### WHAT IS EXPECTED
The answer must be every line below that contains the string "ZeroReplications".

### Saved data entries

===

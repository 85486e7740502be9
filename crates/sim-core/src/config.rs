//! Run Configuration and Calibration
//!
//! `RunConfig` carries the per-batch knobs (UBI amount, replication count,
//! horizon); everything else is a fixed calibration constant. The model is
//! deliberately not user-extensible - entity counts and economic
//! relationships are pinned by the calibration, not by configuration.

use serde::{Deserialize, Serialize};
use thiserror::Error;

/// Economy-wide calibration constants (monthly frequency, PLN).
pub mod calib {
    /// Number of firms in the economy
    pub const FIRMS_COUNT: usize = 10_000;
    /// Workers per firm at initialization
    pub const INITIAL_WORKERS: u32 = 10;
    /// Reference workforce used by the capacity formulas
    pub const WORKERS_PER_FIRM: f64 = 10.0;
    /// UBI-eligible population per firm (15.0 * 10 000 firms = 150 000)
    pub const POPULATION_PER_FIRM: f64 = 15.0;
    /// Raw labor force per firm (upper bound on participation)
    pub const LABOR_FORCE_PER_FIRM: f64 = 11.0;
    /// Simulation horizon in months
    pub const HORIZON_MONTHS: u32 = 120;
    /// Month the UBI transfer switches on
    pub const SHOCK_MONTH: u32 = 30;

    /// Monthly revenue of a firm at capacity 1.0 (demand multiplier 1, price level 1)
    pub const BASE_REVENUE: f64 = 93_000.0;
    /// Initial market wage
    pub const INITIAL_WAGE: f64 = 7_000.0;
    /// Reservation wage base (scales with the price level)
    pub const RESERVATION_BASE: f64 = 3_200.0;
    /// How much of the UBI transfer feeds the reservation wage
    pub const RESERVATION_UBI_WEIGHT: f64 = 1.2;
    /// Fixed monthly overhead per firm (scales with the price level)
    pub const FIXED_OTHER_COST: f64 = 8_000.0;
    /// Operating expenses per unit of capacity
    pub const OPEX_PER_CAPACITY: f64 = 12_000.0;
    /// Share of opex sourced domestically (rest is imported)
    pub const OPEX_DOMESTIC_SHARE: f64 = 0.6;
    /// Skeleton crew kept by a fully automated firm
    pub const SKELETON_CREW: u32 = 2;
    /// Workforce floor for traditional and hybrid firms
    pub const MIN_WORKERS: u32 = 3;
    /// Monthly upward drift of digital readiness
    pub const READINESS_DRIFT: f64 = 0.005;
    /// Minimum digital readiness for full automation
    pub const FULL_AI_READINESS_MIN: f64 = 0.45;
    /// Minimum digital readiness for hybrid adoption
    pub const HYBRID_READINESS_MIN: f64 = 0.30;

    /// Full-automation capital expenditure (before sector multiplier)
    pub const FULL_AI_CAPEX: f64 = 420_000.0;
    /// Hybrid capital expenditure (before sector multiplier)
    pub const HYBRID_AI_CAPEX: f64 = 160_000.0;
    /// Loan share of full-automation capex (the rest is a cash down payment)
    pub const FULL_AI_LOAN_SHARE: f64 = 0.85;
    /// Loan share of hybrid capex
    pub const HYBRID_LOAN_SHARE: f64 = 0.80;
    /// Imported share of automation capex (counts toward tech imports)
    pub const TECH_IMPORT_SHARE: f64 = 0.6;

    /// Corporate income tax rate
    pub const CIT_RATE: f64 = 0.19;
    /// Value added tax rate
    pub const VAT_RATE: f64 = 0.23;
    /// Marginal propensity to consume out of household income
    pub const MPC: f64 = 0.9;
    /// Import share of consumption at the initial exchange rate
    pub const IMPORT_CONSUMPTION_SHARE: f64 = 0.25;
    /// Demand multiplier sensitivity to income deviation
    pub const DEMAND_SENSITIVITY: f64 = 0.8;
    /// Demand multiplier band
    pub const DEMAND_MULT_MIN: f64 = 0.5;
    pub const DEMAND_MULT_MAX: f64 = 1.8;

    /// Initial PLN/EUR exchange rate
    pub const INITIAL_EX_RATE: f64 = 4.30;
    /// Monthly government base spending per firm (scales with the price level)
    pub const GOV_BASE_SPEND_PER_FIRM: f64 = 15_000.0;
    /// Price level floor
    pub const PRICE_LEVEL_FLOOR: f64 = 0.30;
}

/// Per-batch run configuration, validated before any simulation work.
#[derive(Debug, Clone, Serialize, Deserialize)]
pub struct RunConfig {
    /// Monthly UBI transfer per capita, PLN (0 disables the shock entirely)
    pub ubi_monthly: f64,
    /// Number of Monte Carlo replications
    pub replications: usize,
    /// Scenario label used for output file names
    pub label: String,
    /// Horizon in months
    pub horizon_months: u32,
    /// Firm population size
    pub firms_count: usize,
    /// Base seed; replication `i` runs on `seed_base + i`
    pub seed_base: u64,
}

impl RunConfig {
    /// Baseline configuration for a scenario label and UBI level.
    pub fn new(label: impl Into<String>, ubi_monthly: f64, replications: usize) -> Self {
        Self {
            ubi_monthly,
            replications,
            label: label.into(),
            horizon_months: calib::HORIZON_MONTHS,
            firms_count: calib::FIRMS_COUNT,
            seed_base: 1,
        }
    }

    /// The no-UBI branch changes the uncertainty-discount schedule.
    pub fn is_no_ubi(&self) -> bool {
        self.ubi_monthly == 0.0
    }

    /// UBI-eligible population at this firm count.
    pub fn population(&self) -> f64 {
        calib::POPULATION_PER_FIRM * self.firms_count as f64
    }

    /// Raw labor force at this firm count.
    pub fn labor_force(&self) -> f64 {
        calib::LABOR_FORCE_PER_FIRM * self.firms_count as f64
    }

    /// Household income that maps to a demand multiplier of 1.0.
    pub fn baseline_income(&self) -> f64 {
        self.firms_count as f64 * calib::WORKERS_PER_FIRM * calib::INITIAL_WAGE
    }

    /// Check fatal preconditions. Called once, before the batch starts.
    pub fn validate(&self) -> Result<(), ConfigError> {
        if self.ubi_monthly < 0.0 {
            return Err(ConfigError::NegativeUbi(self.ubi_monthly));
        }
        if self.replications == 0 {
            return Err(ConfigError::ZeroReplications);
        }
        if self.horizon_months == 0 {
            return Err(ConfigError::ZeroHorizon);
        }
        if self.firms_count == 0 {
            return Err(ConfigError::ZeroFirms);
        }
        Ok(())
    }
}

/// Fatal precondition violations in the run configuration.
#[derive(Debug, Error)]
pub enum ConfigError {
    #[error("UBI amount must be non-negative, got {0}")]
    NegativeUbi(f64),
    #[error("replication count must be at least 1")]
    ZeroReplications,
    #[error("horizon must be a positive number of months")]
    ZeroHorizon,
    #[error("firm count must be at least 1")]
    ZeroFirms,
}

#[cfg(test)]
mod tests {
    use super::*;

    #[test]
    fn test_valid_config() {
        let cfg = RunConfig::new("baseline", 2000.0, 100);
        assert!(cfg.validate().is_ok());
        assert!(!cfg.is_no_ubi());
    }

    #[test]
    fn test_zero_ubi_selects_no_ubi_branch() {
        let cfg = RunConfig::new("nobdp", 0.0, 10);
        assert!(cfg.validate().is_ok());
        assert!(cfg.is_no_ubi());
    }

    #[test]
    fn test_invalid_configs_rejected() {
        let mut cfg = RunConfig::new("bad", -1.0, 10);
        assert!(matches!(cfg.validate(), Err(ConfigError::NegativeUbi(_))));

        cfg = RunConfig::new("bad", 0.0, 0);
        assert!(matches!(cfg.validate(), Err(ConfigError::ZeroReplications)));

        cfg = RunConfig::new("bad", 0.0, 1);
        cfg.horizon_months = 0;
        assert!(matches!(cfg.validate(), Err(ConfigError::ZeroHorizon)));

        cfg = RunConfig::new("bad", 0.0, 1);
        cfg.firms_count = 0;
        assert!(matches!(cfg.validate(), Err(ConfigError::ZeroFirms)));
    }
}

===

### THE COMPLETED TASK
            return Err(ConfigError::ZeroReplications);
    ZeroReplications,
        assert!(matches!(cfg.validate(), Err(ConfigError::ZeroReplications)));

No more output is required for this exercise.